Parameters Before Encryption
info
The "Secret KEY" in the integration configuration document and the corresponding API's secret parameter should be used, not the "API KEY".
{
"agentId": "integratorNBTest01",
"secret": "examplesecret=="
}
Encrypted Request Body
{
"cipherText": "G0ZMDELeJwx+7JcIfIFOLJjkSzANPu6krGM2uw==bDUB6MvLbggJM4Df28x/41LlgIPDqPBBAylkqTdB0I78haWOdi6jV8JXAi0iL8JHq/cCPlj39Apt/I9hDNII3SBb0IZMg+qGN3pH3zExydFZSLXwErOa/6KzGMHukRkqHjdFzQ=="
}
| Field | Type | Required | Description |
|---|---|---|---|
agentId | string | Yes | Agent ID |
secret | string | Yes | Operator secret key |
Response
Success Response
Response data is in plain JSON format.
{
"code": 0,
"message": "No error.",
"data": {
"accessToken": "eyJhbGciOiJIUzI1NiIsInR5cCI6IkpXVCJ9.eyJhZ2VudElkIjoiaW50ZWdyYXRvck5CVGVzdDA0IiwiaWF0IjoxNzY5NzQ1NTMyLCJleHAiOjE3Njk3NDkxMzJ9.abc123def456...",
"expiresIn": 3600,
"tokenType": "Bearer"
},
"logUUID": "24cdc3b9-9fe8-44de-8391-a96863e46954"
}
Response Field Description
| Field | Type | Description |
|---|---|---|
data.accessToken | string | JWT access token, used for subsequent API requests |
data.expiresIn | number | Token expiration (seconds), usually 3600 seconds (1 hour) |
data.tokenType | string | Token Type,fixed to "Bearer" |
Error Response
When the request fails, the corresponding error code will be returned.
Error Codes
| Code | Description | Handling Suggestion |
|---|---|---|
| 10 | Agent code was not found or block | Please verify if agentId and secret are correct, or contact customer support team to check the agent status |
| 11 | Parameters error | Please ensure the request parameters are complete and correctly formatted |
| 83 | Signature verification failed | Please check if the signature calculation is correct, and confirm that the timestamp and nonce are consistent |
| 84 | Encryption failed | Please check if the encryption method and key are correct |
Error Response Example
{
"code": 10,
"message": "Agent code was not found or block",
"logUUID": "24cdc3b9-9fe8-44de-8391-a96863e46954"
}
{
"code": 11,
"message": "Parameters error",
"logUUID": "24cdc3b9-9fe8-44de-8391-a96863e46954"
}
Important Notes
- Token Expiration: accessToken usually expires after 1 hour and needs to be re-obtained.

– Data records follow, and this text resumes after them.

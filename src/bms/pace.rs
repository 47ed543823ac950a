/* PACE BMS driver. Modbus, 37 holding registers of live data at
 * address 0 and 30 registers of identity strings at address 150.
 *
 * Register map from "PACE-BMS-Modbus-Protocol-for-RS485-V1.3". One
 * firmware revision serves the identity block at address 120 instead;
 * the address documented in the vendor PDF is 150 and that is what this
 * driver reads. */

use std::sync::LazyLock;
use std::time::Duration;

use async_trait::async_trait;

use crate::bms::{Bms, append_voltage_stats, read_with_timeout, voltage_stat_specs};
use crate::error::Error;
use crate::fields::{
    Endianness, Layout, Record, Scalar, array_field, i16_field, string_field, u16_field,
};
use crate::modbus::{Protocol, RegisterReader};
use crate::transport::DeviceType;

const BASIC_INFO_ADDRESS: u16 = 0;
const BASIC_INFO_REGISTER_COUNT: u8 = 37;

const EXTRA_INFO_ADDRESS: u16 = 150;
const EXTRA_INFO_REGISTER_COUNT: u8 = 30;

static WARNING_FLAGS: &[&str] = &[
    "SOC low",
    "MOSFET high temp",
    "environment low temp",
    "discharging low temp",
    "charging low temp",
    "discharging high temp",
    "discharging low temp",
    "0x80",
    "0x40",
    "discharging overcurrent",
    "charging overcurrent",
    "pack low voltage",
    "pack overvoltage",
    "cell low voltage",
    "cell overvoltage",
];

static PROTECTION_FLAGS: &[&str] = &[
    "0x8000",
    "environment low temp",
    "environment high temp",
    "MOSFET high temp",
    "discharging low temp",
    "charging low temp",
    "discharging high temp",
    "charging high temp",
    "charger overvoltage",
    "short circuit",
    "discharging over current",
    "charging over current",
    "pack low voltage",
    "pack overvoltage",
    "cell low voltage",
    "cell overvoltage",
];

static STATUS_FLAGS: &[&str] = &[
    "heater",
    "charger inversed",
    "0x2000",
    "charging limiter",
    "discharging MOSFET",
    "charging MOSFET",
    "discharge",
    "charge",
    "0x0080",
    "0x0040",
    "front end sampling comms fault",
    "battery cell fault",
    "0x0008",
    "temp sensor fault",
    "discharging MOSFET fault",
    "charging MOSFET fault",
];

fn basic_fields() -> Vec<crate::fields::FieldSpec> {
    vec![
        i16_field("current")
            .device_class("current")
            .unit("A")
            .multiplier(0.01)
            .precision(2)
            .icon("mdi:current-dc"),
        u16_field("battery_voltage")
            .device_class("voltage")
            .unit("V")
            .multiplier(0.01)
            .precision(2),
        u16_field("soc").device_class("battery").unit("%"),
        u16_field("soh").unit("%"),
        u16_field("remaining_capacity")
            .unit("Ah")
            .multiplier(0.01)
            .precision(2),
        u16_field("full_capacity")
            .unit("Ah")
            .multiplier(0.01)
            .precision(2),
        u16_field("design_capacity")
            .unit("Ah")
            .multiplier(0.01)
            .precision(2),
        u16_field("cycle_counts").icon("mdi:battery-sync"),
        i16_field("reserved1").skip(),
        u16_field("warning_flag").flags(WARNING_FLAGS),
        u16_field("protection_flag").flags(PROTECTION_FLAGS),
        u16_field("status_flag").flags(STATUS_FLAGS),
        u16_field("balance_status"),
        i16_field("reserved2").skip(),
        i16_field("reserved3").skip(),
        array_field("cell_%d_voltage", Scalar::U16, 16)
            .device_class("voltage")
            .unit("V")
            .multiplier(0.001)
            .precision(3),
        array_field("cell_temp_%d", Scalar::I16, 4)
            .device_class("temperature")
            .unit("°C")
            .multiplier(0.1)
            .precision(1),
        /* MOSFET and environment temperatures read 0 on some packs. */
        i16_field("mosfet_temp")
            .device_class("temperature")
            .unit("°C")
            .multiplier(0.1)
            .precision(1),
        i16_field("environment_temp")
            .device_class("temperature")
            .unit("°C")
            .multiplier(0.1)
            .precision(1),
    ]
}

static BASIC_LAYOUT: LazyLock<Layout> = LazyLock::new(|| Layout::new(basic_fields()));

static INFO_LAYOUT: LazyLock<Layout> = LazyLock::new(|| {
    let mut fields = basic_fields();
    fields.extend(voltage_stat_specs());
    Layout::new(fields)
});

static EXTRA_LAYOUT: LazyLock<Layout> = LazyLock::new(|| {
    Layout::new(vec![
        string_field("firmware_version", 20),
        string_field("model_sn", 20),
        string_field("pack_sn", 20),
    ])
});

pub struct Pace;

#[async_trait]
impl Bms for Pace {
    fn info_layout(&self) -> &'static Layout {
        &INFO_LAYOUT
    }

    fn default_protocol(&self, device_type: DeviceType) -> Protocol {
        match device_type {
            DeviceType::Tcp => Protocol::ModbusTcp,
            _ => Protocol::ModbusRtu,
        }
    }

    async fn read_info(
        &self,
        reader: &dyn RegisterReader,
        id: u8,
        timeout: Duration,
    ) -> Result<Record, Error> {
        let data = read_with_timeout(
            reader,
            timeout,
            id,
            BASIC_INFO_ADDRESS,
            BASIC_INFO_REGISTER_COUNT,
        )
        .await?;
        let mut record = BASIC_LAYOUT.decode(&data, Endianness::Big)?;
        append_voltage_stats(&mut record, "cell_%d_voltage");
        Ok(record)
    }

    async fn read_extra_info(
        &self,
        reader: &dyn RegisterReader,
        id: u8,
        timeout: Duration,
    ) -> Result<Record, Error> {
        let data = read_with_timeout(
            reader,
            timeout,
            id,
            EXTRA_INFO_ADDRESS,
            EXTRA_INFO_REGISTER_COUNT,
        )
        .await?;
        EXTRA_LAYOUT.decode(&data, Endianness::Big).map_err(Error::from)
    }
}

#[cfg(test)]
mod tests {
    use super::*;
    use crate::fields::RawValue;

    struct CannedReader(Vec<u8>);

    #[async_trait]
    impl RegisterReader for CannedReader {
        async fn read_holding(&self, _: u8, _: u16, _: u8) -> Result<Vec<u8>, Error> {
            Ok(self.0.clone())
        }
        async fn read_input(&self, _: u8, _: u16, _: u8) -> Result<Vec<u8>, Error> {
            Ok(self.0.clone())
        }
    }

    fn basic_payload() -> Vec<u8> {
        let mut b = Vec::new();
        let head: [u16; 15] = [
            1000, 5120, 80, 95, 5000, 6000, 6000, 100, 0, 0x01, 0x02, 0x04, 0x08, 0, 0,
        ];
        for v in head {
            b.extend_from_slice(&v.to_be_bytes());
        }
        for i in 0..16u16 {
            b.extend_from_slice(&(3200 + i).to_be_bytes());
        }
        for t in [250u16, 260, 270, 280] {
            b.extend_from_slice(&t.to_be_bytes());
        }
        b.extend_from_slice(&300u16.to_be_bytes());
        b.extend_from_slice(&200u16.to_be_bytes());
        b
    }

    #[tokio::test]
    async fn read_info_decodes_and_derives() {
        let payload = basic_payload();
        assert_eq!(payload.len(), BASIC_INFO_REGISTER_COUNT as usize * 2);

        let reader = CannedReader(payload);
        let info = Pace
            .read_info(&reader, 1, Duration::from_secs(1))
            .await
            .unwrap();
        assert_eq!(info.get_i64("current"), Some(1000));
        assert_eq!(info.get_u64("battery_voltage"), Some(5120));
        assert_eq!(info.get_u64("soc"), Some(80));
        assert_eq!(info.get_u64("cycle_counts"), Some(100));
        assert_eq!(info.get_u64("balance_status"), Some(8));
        assert_eq!(info.get_u64("max_cell_voltage"), Some(3215));
        assert_eq!(info.get_u64("min_cell_voltage"), Some(3200));
        assert_eq!(info.get_u64("mean_cell_voltage"), Some(3207));
        assert_eq!(info.get_u64("median_cell_voltage"), Some(3207));
    }

    #[tokio::test]
    async fn short_payload_is_rejected() {
        let mut payload = basic_payload();
        payload.truncate(payload.len() - 2);
        let reader = CannedReader(payload);
        let err = Pace
            .read_info(&reader, 1, Duration::from_secs(1))
            .await
            .err()
            .unwrap();
        assert!(err.to_string().contains("unexpected data length"));
    }

    #[tokio::test]
    async fn read_extra_info_strings() {
        let mut payload = Vec::new();
        payload.extend_from_slice(b"PACE-FW-2.5\0\0\0\0\0\0\0\0\0");
        payload.extend_from_slice(b"P16S100A\0\0\0\0\0\0\0\0\0\0\0\0");
        payload.extend_from_slice(b"PK2301000042\0\0\0\0\0\0\0\0");
        assert_eq!(payload.len(), EXTRA_INFO_REGISTER_COUNT as usize * 2);

        let reader = CannedReader(payload);
        let extra = Pace
            .read_extra_info(&reader, 1, Duration::from_secs(1))
            .await
            .unwrap();
        assert_eq!(
            extra.get("firmware_version"),
            Some(&RawValue::Text("PACE-FW-2.5".into()))
        );
        assert_eq!(extra.get("model_sn"), Some(&RawValue::Text("P16S100A".into())));
        assert_eq!(
            extra.get("pack_sn"),
            Some(&RawValue::Text("PK2301000042".into()))
        );
    }
}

- Secure Storage: Please store the accessToken securely on the server-side; do not expose it on the Operator.
- Time Synchronization: Ensure server time is synchronized with VP server time; excessive time deviation will lead to authentication failure.
- Nonce Uniqueness: Each request should use a new nonce value.
- Error Retries: If a 401 error is received, accessToken should be re-obtained.